La robótica como herramienta terapéutica
“Cuando finalmente logré que el robot dijera algo, Juan no solo repitió lo que el robot decía, sino que me miró, miró al robot, y me volvió a mirar para comprobar si estaba viendo lo que él estaba viendo».
Lisa Armstrong recuerda ese instante de principios de 2016 como el momento más increíble de su vida. Como madre adoptiva de un niño con autismo que rara vez la miraba a los ojos, ver esa interacción fue una revelación.
La historia comenzó años atrás en Honduras, donde Lisa trabajó como misionera por casi 14 años. Fue allí donde adoptó a Juan, un niño de 13 meses diagnosticado con microcefalia y retraso en el desarrollo. Lo que no esperaba era que, al regresar a Estados Unidos, también recibiría un diagnóstico de autismo para su hijo.
El Trastorno del Espectro Autista (TEA) afecta a aproximadamente uno de cada 100 niños, según la Organización Mundial de la Salud (OMS). Se caracteriza por dificultades en la interacción social, la comunicación y el comportamiento. Lisa enfrentaba desafíos abrumadores en la crianza de Juan y la sensación de desesperanza crecía. Hasta que, un día, una colega del hospital donde trabajaba le mostró un video de un niño con autismo interactuando con un robot.

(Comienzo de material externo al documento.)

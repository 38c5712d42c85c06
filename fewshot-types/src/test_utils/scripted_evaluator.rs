//! ScriptedEvaluator: returns queued results in call order.

use crate::error::EvalError;
use crate::evaluator::{Evaluator, ScoreRecord};
use crate::example::Example;
use crate::metric::Metric;
use crate::program::Program;
use async_trait::async_trait;
use std::collections::VecDeque;
use std::sync::{Arc, Mutex};

/// What the evaluator saw on one call.
#[derive(Debug, Clone, PartialEq)]
pub struct EvaluationCall {
    /// Demo counts of the evaluated program, per predictor.
    pub demo_counts: Vec<usize>,
    /// Size of the dataset it was asked to score.
    pub devset_len: usize,
    /// Requested concurrency.
    pub concurrency: usize,
}

/// An evaluator that ignores the program and replays queued results.
///
/// Each call pops the next entry: `Ok(record)` is returned as-is and
/// `Err(message)` becomes [`EvalError::WorkerFailed`]. Once the queue is
/// empty every call scores 0.0 with a zero sub-score per example.
/// Use `.calls()` to inspect what was evaluated.
pub struct ScriptedEvaluator {
    script: Mutex<VecDeque<Result<ScoreRecord, String>>>,
    calls: Mutex<Vec<EvaluationCall>>,
}

impl ScriptedEvaluator {
    /// Create an evaluator that replays `script`.
    pub fn new(script: Vec<Result<ScoreRecord, String>>) -> Self {
        Self {
            script: Mutex::new(script.into()),
            calls: Mutex::new(Vec::new()),
        }
    }

    /// Create an evaluator that returns these aggregate scores, each with
    /// `devset_len` sub-scores equal to the aggregate.
    pub fn from_scores(scores: &[f64], devset_len: usize) -> Self {
        Self::new(
            scores
                .iter()
                .map(|&s| Ok(ScoreRecord::new(s, vec![s; devset_len])))
                .collect(),
        )
    }

    /// Return a snapshot of all recorded calls.
    pub fn calls(&self) -> Vec<EvaluationCall> {
        self.calls.lock().unwrap().clone()
    }
}

#[async_trait]
impl Evaluator for ScriptedEvaluator {
    async fn evaluate<P: Program>(
        &self,
        program: Arc<P>,
        devset: Arc<[Example]>,
        _metric: Arc<dyn Metric>,
        concurrency: usize,
    ) -> Result<ScoreRecord, EvalError> {
        self.calls.lock().unwrap().push(EvaluationCall {
            demo_counts: program.demo_counts(),
            devset_len: devset.len(),
            concurrency,
        });
        match self.script.lock().unwrap().pop_front() {
            Some(Ok(record)) => Ok(record),
            Some(Err(message)) => Err(EvalError::WorkerFailed(message)),
            None => Ok(ScoreRecord::new(0.0, vec![0.0; devset.len()])),
        }
    }
}
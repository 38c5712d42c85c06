use fewshot_eval::metrics::exact_match;
use fewshot_random_search::{
    CandidatePolicy, CandidateStrategy, RandomSearch, RandomSearchConfig, SearchError,
    SearchRequest, TopK,
};
use fewshot_types::error::CompileError;
use fewshot_types::evaluator::ScoreRecord;
use fewshot_types::example::Example;
use fewshot_types::metric::Metric;
use fewshot_types::program::Program;
use fewshot_types::teleprompter::Teleprompter;
use fewshot_types::test_utils::{ScriptedEvaluator, TableProgram, qa_examples};
use std::sync::Arc;

fn metric() -> Arc<dyn Metric> {
    Arc::new(exact_match("answer"))
}

fn scripted(
    config: RandomSearchConfig,
    evaluator: ScriptedEvaluator,
) -> RandomSearch<ScriptedEvaluator> {
    RandomSearch::new(metric(), config)
        .unwrap()
        .with_evaluator(evaluator)
}

fn n(num_candidate_sets: usize) -> RandomSearchConfig {
    RandomSearchConfig::default().with_num_candidate_sets(num_candidate_sets)
}

// --- Best candidate selection ---

#[tokio::test]
async fn best_randomized_candidate_wins() {
    let train = qa_examples(20);
    let val: Vec<Example> = qa_examples(30).split_off(20);
    let student = TableProgram::new().answering(&train);
    let scores = [0.1, 0.3, 0.6, 0.5, 0.4, 0.8, 0.2, 0.5];
    let search = scripted(n(5), ScriptedEvaluator::from_scores(&scores, 10));

    let outcome = search
        .search(SearchRequest::new(&student, &train).with_valset(&val))
        .await
        .unwrap();

    assert_eq!(outcome.history.len(), 8);
    assert_eq!(outcome.best_seed, 2);
    assert_eq!(outcome.best_score, 0.8);
    assert_eq!(
        outcome.max_score_trace(),
        vec![0.1, 0.3, 0.6, 0.6, 0.6, 0.8, 0.8, 0.8]
    );

    // The returned program is the seed-2 candidate.
    let calls = search.evaluator().calls();
    assert_eq!(outcome.best.demo_counts(), calls[5].demo_counts);
    let (_, expected) = CandidatePolicy::new(metric(), n(5))
        .generate_for_seed(2, &student, None, &train)
        .await
        .unwrap();
    assert_eq!(
        outcome.best.predictors()[0].demos,
        expected.predictors()[0].demos
    );

    // Every candidate was scored on the validation set.
    assert!(calls.iter().all(|c| c.devset_len == 10));
}

#[tokio::test]
async fn ties_go_to_the_later_candidate() {
    let train = qa_examples(6);
    let student = TableProgram::new().answering(&train);
    let outcome = scripted(n(0), ScriptedEvaluator::from_scores(&[0.5, 0.5, 0.5], 6))
        .search(SearchRequest::new(&student, &train))
        .await
        .unwrap();

    assert_eq!(outcome.best_seed, -1);
    assert_eq!(
        outcome.best_candidate().map(|c| c.strategy),
        Some(CandidateStrategy::UnshuffledBootstrap)
    );
}

#[tokio::test]
async fn best_score_is_max_of_history() {
    let train = qa_examples(8);
    let student = TableProgram::new().answering(&train);
    let scores = [0.4, 0.9, 0.1, 0.9, 0.3, 0.2];
    let outcome = scripted(n(3), ScriptedEvaluator::from_scores(&scores, 8))
        .search(SearchRequest::new(&student, &train))
        .await
        .unwrap();

    assert_eq!(outcome.best_score, 0.9);
    assert_eq!(outcome.best_seed, 0);
    let trace = outcome.max_score_trace();
    assert!(trace.windows(2).all(|w| w[0] <= w[1]));
    assert_eq!(trace.last().copied(), Some(outcome.best_score));
}

// --- Candidate construction ---

#[tokio::test]
async fn fixed_candidates_have_expected_demos() {
    let train = qa_examples(20);
    let mut student = TableProgram::new().answering(&train);
    student.predictors_mut()[0].demos = qa_examples(3);
    let config = n(2).with_max_labeled_demos(5);
    let search = scripted(config, ScriptedEvaluator::new(vec![]));

    search
        .search(SearchRequest::new(&student, &train))
        .await
        .unwrap();

    let calls = search.evaluator().calls();
    assert_eq!(calls.len(), 5);
    assert_eq!(calls[0].demo_counts, vec![0]);
    assert_eq!(calls[1].demo_counts, vec![5]);
    assert!(calls[2].demo_counts[0] <= 4 + 5);
    assert_eq!(student.demo_counts(), vec![3]);
}

#[tokio::test]
async fn repeated_searches_are_identical() {
    let train = qa_examples(12);
    let student = TableProgram::new().answering(&train);
    let config = n(4).with_bootstrapped_demos(1, 3).with_max_labeled_demos(2);

    let run = || async {
        let search = RandomSearch::new(metric(), config.clone()).unwrap();
        search
            .search(SearchRequest::new(&student, &train))
            .await
            .unwrap()
    };
    let a = run().await;
    let b = run().await;

    assert_eq!(a.history, b.history);
    assert_eq!(a.best_seed, b.best_seed);
    assert_eq!(a.best.predictors()[0].demos, b.best.predictors()[0].demos);
}

// --- Robustness ---

#[tokio::test]
async fn robustness_covers_every_size_with_short_history() {
    let train = qa_examples(4);
    let student = TableProgram::new().answering(&train);
    let evaluator = ScriptedEvaluator::new(vec![
        Ok(ScoreRecord::new(0.5, vec![1.0, 0.0, 1.0, 0.0])),
        Ok(ScoreRecord::new(0.5, vec![0.0, 1.0, 0.0, 1.0])),
        Ok(ScoreRecord::new(0.25, vec![0.0, 0.0, 0.0, 1.0])),
    ]);
    let outcome = scripted(n(0), evaluator)
        .search(SearchRequest::new(&student, &train))
        .await
        .unwrap();

    let ks: Vec<TopK> = outcome.robustness.iter().map(|s| s.k).collect();
    assert_eq!(
        ks,
        vec![
            TopK::K(1),
            TopK::K(2),
            TopK::K(3),
            TopK::K(5),
            TopK::K(8),
            TopK::All
        ]
    );
    assert_eq!(outcome.robustness[0].average_of_max_per_entry, 0.5);
    assert!(
        outcome.robustness[1..]
            .iter()
            .all(|s| s.average_of_max_per_entry == 1.0)
    );
}

#[tokio::test]
async fn robustness_is_skipped_without_subscores() {
    let train = qa_examples(4);
    let student = TableProgram::new().answering(&train);
    let evaluator = ScriptedEvaluator::new(vec![
        Ok(ScoreRecord::new(0.1, vec![])),
        Ok(ScoreRecord::new(0.2, vec![])),
        Ok(ScoreRecord::new(0.3, vec![])),
    ]);
    let outcome = scripted(n(0), evaluator)
        .search(SearchRequest::new(&student, &train))
        .await
        .unwrap();

    assert!(outcome.robustness.is_empty());
    assert_eq!(outcome.best_seed, -1);
}

// --- Failure policy ---

#[tokio::test]
async fn failed_evaluation_skips_the_candidate() {
    let train = qa_examples(4);
    let student = TableProgram::new().answering(&train);
    let evaluator = ScriptedEvaluator::new(vec![
        Ok(ScoreRecord::new(0.2, vec![0.2; 4])),
        Err("evaluator crashed".into()),
        Ok(ScoreRecord::new(0.4, vec![0.4; 4])),
    ]);
    let outcome = scripted(n(0), evaluator)
        .search(SearchRequest::new(&student, &train))
        .await
        .unwrap();

    let seeds: Vec<i64> = outcome.history.iter().map(|c| c.seed).collect();
    assert_eq!(seeds, vec![-3, -1]);
    assert_eq!(outcome.skipped.len(), 1);
    assert_eq!(outcome.skipped[0].seed, -2);
    assert_eq!(outcome.skipped[0].strategy, CandidateStrategy::LabeledOnly);
    assert!(outcome.skipped[0].reason.contains("evaluator crashed"));
    assert_eq!(outcome.best_seed, -1);
}

#[tokio::test]
async fn failed_compile_skips_the_candidate() {
    let train = qa_examples(6);
    let student = TableProgram::new().answering(&train);
    // A teacher with different predictors cannot bootstrap for the student.
    let teacher = TableProgram::with_predictors(["other"]).answering(&train);

    let outcome = scripted(n(2), ScriptedEvaluator::from_scores(&[0.1, 0.2], 6))
        .search(SearchRequest::new(&student, &train).with_teacher(&teacher))
        .await
        .unwrap();

    let seeds: Vec<i64> = outcome.history.iter().map(|c| c.seed).collect();
    assert_eq!(seeds, vec![-3, -2]);
    let skipped: Vec<i64> = outcome.skipped.iter().map(|s| s.seed).collect();
    assert_eq!(skipped, vec![-1, 0, 1]);
    assert_eq!(outcome.best_seed, -2);
}

#[tokio::test]
async fn all_candidates_failing_is_an_error() {
    let train = qa_examples(3);
    let student = TableProgram::new().answering(&train);
    let evaluator = ScriptedEvaluator::new(vec![Err("a".into()), Err("b".into()), Err("c".into())]);

    let result = scripted(n(0), evaluator)
        .search(SearchRequest::new(&student, &train))
        .await;
    assert!(matches!(result, Err(SearchError::NoCandidates { skipped: 3 })));
}

// --- Teleprompter ---

#[tokio::test]
async fn compiles_as_a_teleprompter() {
    let train = qa_examples(6);
    let student = TableProgram::new().answering(&train);
    let search = scripted(n(1), ScriptedEvaluator::from_scores(&[0.9, 0.1, 0.1, 0.1], 6));

    let compiled = search.compile(&student, None, &train).await.unwrap();
    assert_eq!(compiled.demo_counts(), vec![0]);
}

#[tokio::test]
async fn teleprompter_reports_search_failure() {
    let train = qa_examples(2);
    let student = TableProgram::new().answering(&train);
    let evaluator = ScriptedEvaluator::new(vec![Err("x".into()), Err("y".into()), Err("z".into())]);

    let result = scripted(n(0), evaluator)
        .compile(&student, None, &train)
        .await;
    assert!(matches!(result, Err(CompileError::Other(_))));
}

#[tokio::test]
async fn unbounded_concurrency_still_searches() {
    let train = qa_examples(4);
    let student = TableProgram::new().answering(&train);
    let config = n(0).with_concurrency(usize::MAX);
    assert!(config.validate().is_ok());

    let outcome = RandomSearch::new(metric(), config)
        .unwrap()
        .search(SearchRequest::new(&student, &train))
        .await
        .unwrap();

    assert_eq!(outcome.history.len(), 3);
    assert!(outcome.skipped.is_empty());
}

Intrigada, Lisa investigó sobre el uso de la robótica como herramienta terapéutica y encontró un artículo de un académico español que hablaba del robot Aisoy. En una tienda canadiense, durante una oferta de Black Friday, consiguió uno por poco más de 200 dólares. Lo compró sin saber nada de programación, pero con la esperanza de que pudiera hacer la diferencia en la vida de su hijo.
Cuando el robot llegó, Lisa se enfrentó a un obstáculo inesperado: no sabía ni siquiera conectarlo a la red Wi-Fi. Pero su determinación la llevó a aprender programación básica y, finalmente, a lograr que el robot hablara. Y fue entonces cuando ocurrió la magia: Juan reaccionó.